De que forma a pesquisa consegue mensurar os números de outras áreas que não as estabelecidas na pesquisa?

O tema da maconha ainda é permeado por preconceitos, o que dificulta que pesquisas sejam feitas. Sabemos que muitas pessoas não se sentem confortáveis em falar sobre o tema. Ainda assim, para pensar em políticas públicas, é necessário entender a realidade das pessoas. O esforço de fazer essa pesquisa surge da necessidade de olhar para a realidade das favelas e pensar alternativas a partir delas.

Captadas a importância de acesso a substância, de que maneira conseguimos mensurar que, se não houvesse a presença dessas ONGs/instituições, o quão mais difícil seria a possibilidade de uso para essas famílias?

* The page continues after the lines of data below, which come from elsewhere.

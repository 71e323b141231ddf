use glam::{Mat4, Vec3};

/// Indexed triangle mesh with flat xyz attribute buffers.
#[derive(Clone, Debug, Default)]
pub struct TriangleMesh {
    pub vertices: Vec<f32>,
    pub normals: Vec<f32>,
    pub indices: Vec<u32>,
}

/// De-indexed triangle soup carrying one normal per face, repeated on its three
/// corners. This is what the solid pipeline draws.
#[derive(Clone, Debug, Default)]
pub struct FlatMesh {
    pub vertices: Vec<f32>,
    pub normals: Vec<f32>,
}

impl TriangleMesh {
    pub fn with_capacity(vertex_count: usize, triangle_count: usize) -> Self {
        Self {
            vertices: Vec::with_capacity(vertex_count * 3),
            normals: Vec::with_capacity(vertex_count * 3),
            indices: Vec::with_capacity(triangle_count * 3),
        }
    }

    pub fn vertex_count(&self) -> usize {
        self.vertices.len() / 3
    }

    pub fn triangle_count(&self) -> usize {
        self.indices.len() / 3
    }

    pub fn push_vertex(&mut self, position: Vec3, normal: Vec3) {
        self.vertices.extend_from_slice(&position.to_array());
        self.normals.extend_from_slice(&normal.to_array());
    }

    pub fn push_triangle(&mut self, a: u32, b: u32, c: u32) {
        self.indices.extend_from_slice(&[a, b, c]);
    }

    #[inline]
    pub fn position(&self, i: usize) -> Vec3 {
        Vec3::from_slice(&self.vertices[i * 3..i * 3 + 3])
    }

    #[inline]
    pub fn normal(&self, i: usize) -> Vec3 {
        Vec3::from_slice(&self.normals[i * 3..i * 3 + 3])
    }

    #[inline]
    pub fn triangle(&self, t: usize) -> [u32; 3] {
        [
            self.indices[t * 3],
            self.indices[t * 3 + 1],
            self.indices[t * 3 + 2],
        ]
    }

    pub fn triangle_positions(&self, t: usize) -> [Vec3; 3] {
        let [a, b, c] = self.triangle(t);
        [
            self.position(a as usize),
            self.position(b as usize),
            self.position(c as usize),
        ]
    }

    /// Unit normal of triangle `t`, zero for a degenerate face.
    pub fn face_normal(&self, t: usize) -> Vec3 {
        let [a, b, c] = self.triangle_positions(t);
        (b - a).cross(c - a).normalize_or_zero()
    }

    /// Recomputes smooth per-vertex normals from the current positions.
    ///
    /// Face normals are accumulated unnormalized, so larger triangles weigh more.
    pub fn compute_vertex_normals(&mut self) {
        let mut acc = vec![Vec3::ZERO; self.vertex_count()];

        for t in 0..self.triangle_count() {
            let [ia, ib, ic] = self.triangle(t);
            let [a, b, c] = self.triangle_positions(t);
            let n = (b - a).cross(c - a);
            acc[ia as usize] += n;
            acc[ib as usize] += n;
            acc[ic as usize] += n;
        }

        self.normals.clear();
        for n in acc {
            self.normals
                .extend_from_slice(&n.normalize_or_zero().to_array());
        }
    }

    /// Expands into one vertex per triangle corner with the face normal on each.
    pub fn flat_shaded(&self) -> FlatMesh {
        let tris = self.triangle_count();
        let mut vertices = Vec::with_capacity(tris * 9);
        let mut normals = Vec::with_capacity(tris * 9);

        for t in 0..tris {
            let n = self.face_normal(t).to_array();
            for p in self.triangle_positions(t) {
                vertices.extend_from_slice(&p.to_array());
                normals.extend_from_slice(&n);
            }
        }

        FlatMesh { vertices, normals }
    }

    /// Returns a copy with positions and normals moved by `transform`.
    pub fn transformed(&self, transform: Mat4) -> TriangleMesh {
        let normal_matrix = transform.inverse().transpose();
        let mut out = TriangleMesh::with_capacity(self.vertex_count(), self.triangle_count());
        for i in 0..self.vertex_count() {
            let p = transform.transform_point3(self.position(i));
            let n = if self.normals.len() == self.vertices.len() {
                normal_matrix
                    .transform_vector3(self.normal(i))
                    .normalize_or_zero()
            } else {
                Vec3::ZERO
            };
            out.push_vertex(p, n);
        }
        out.indices = self.indices.clone();
        out
    }
}

#[cfg(test)]
mod tests {
    use super::*;

    fn single_triangle() -> TriangleMesh {
        let mut mesh = TriangleMesh::with_capacity(3, 1);
        mesh.push_vertex(Vec3::new(0.0, 0.0, 0.0), Vec3::ZERO);
        mesh.push_vertex(Vec3::new(1.0, 0.0, 0.0), Vec3::ZERO);
        mesh.push_vertex(Vec3::new(0.0, 1.0, 0.0), Vec3::ZERO);
        mesh.push_triangle(0, 1, 2);
        mesh
    }

    #[test]
    fn test_counts() {
        let mesh = single_triangle();
        assert_eq!(mesh.vertex_count(), 3);
        assert_eq!(mesh.triangle_count(), 1);
        assert_eq!(mesh.triangle(0), [0, 1, 2]);
    }

    #[test]
    fn test_vertex_normals_ccw_faces_up() {
        let mut mesh = single_triangle();
        mesh.compute_vertex_normals();
        for i in 0..3 {
            assert!((mesh.normal(i) - Vec3::Z).length() < 1e-6);
        }
    }

    #[test]
    fn test_flat_shaded_expands_corners() {
        let mut mesh = single_triangle();
        mesh.push_vertex(Vec3::new(0.0, 0.0, 1.0), Vec3::ZERO);
        mesh.push_triangle(0, 3, 1);
        let flat = mesh.flat_shaded();
        assert_eq!(flat.vertices.len(), 2 * 9);
        assert_eq!(&flat.normals[0..3], &[0.0, 0.0, 1.0]);
        let second = Vec3::from_slice(&flat.normals[9..12]);
        assert!((second - Vec3::Y).length() < 1e-6);
    }

    #[test]
    fn test_degenerate_face_normal_is_zero() {
        let mut mesh = TriangleMesh::default();
        mesh.push_vertex(Vec3::ZERO, Vec3::ZERO);
        mesh.push_vertex(Vec3::X, Vec3::ZERO);
        mesh.push_vertex(Vec3::X * 2.0, Vec3::ZERO);
        mesh.push_triangle(0, 1, 2);
        assert_eq!(mesh.face_normal(0), Vec3::ZERO);
    }

    #[test]
    fn test_transformed_rotates_normals() {
        let mut mesh = single_triangle();
        mesh.compute_vertex_normals();
        let rot = Mat4::from_rotation_x(-std::f32::consts::FRAC_PI_2);
        let moved = mesh.transformed(Mat4::from_translation(Vec3::new(0.0, -7.0, 0.0)) * rot);
        assert!((moved.normal(0) - Vec3::Y).length() < 1e-5);
        assert!((moved.position(2) - Vec3::new(0.0, -7.0, -1.0)).length() < 1e-5);
    }
}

A existência de organizações de base popular que viabilizam o uso terapêutico da maconha nas favelas só é necessária porque o Estado falha em garantir o acesso à saúde. Há inúmeras evidências científicas sobre a eficácia da substância para diversas questões de saúde. É urgente que sejam criadas políticas públicas que garantam o acesso gratuito a derivados da maconha pelo Sistema Único de Saúde, em parceria com associações locais. As favelas se reinventam para sobreviver, mas o dever de garantir direitos é do poder público.

Como construir uma discussão sem preconceito sobre o tema?

A proibição das drogas, ao contrário do que se possa pensar, não teve motivações científicas. A política de guerra às drogas foi e é guiada pelo racismo, causando dor e sofrimento em favelas e periferias. Além disso, a criminalização também impede que informações corretas e evidências científicas sejam debatidas de maneira honesta.

Ela impede, por exemplo, que os potenciais terapêuticos de várias substâncias psicoativas sejam pesquisados. Por muitos anos, a maconha foi amplamente criminalizada e só agora seus efeitos terapêuticos estão sendo descobertos. O mesmo serve para outras drogas. Somente com debates honestos sobre o tema é possível avançar.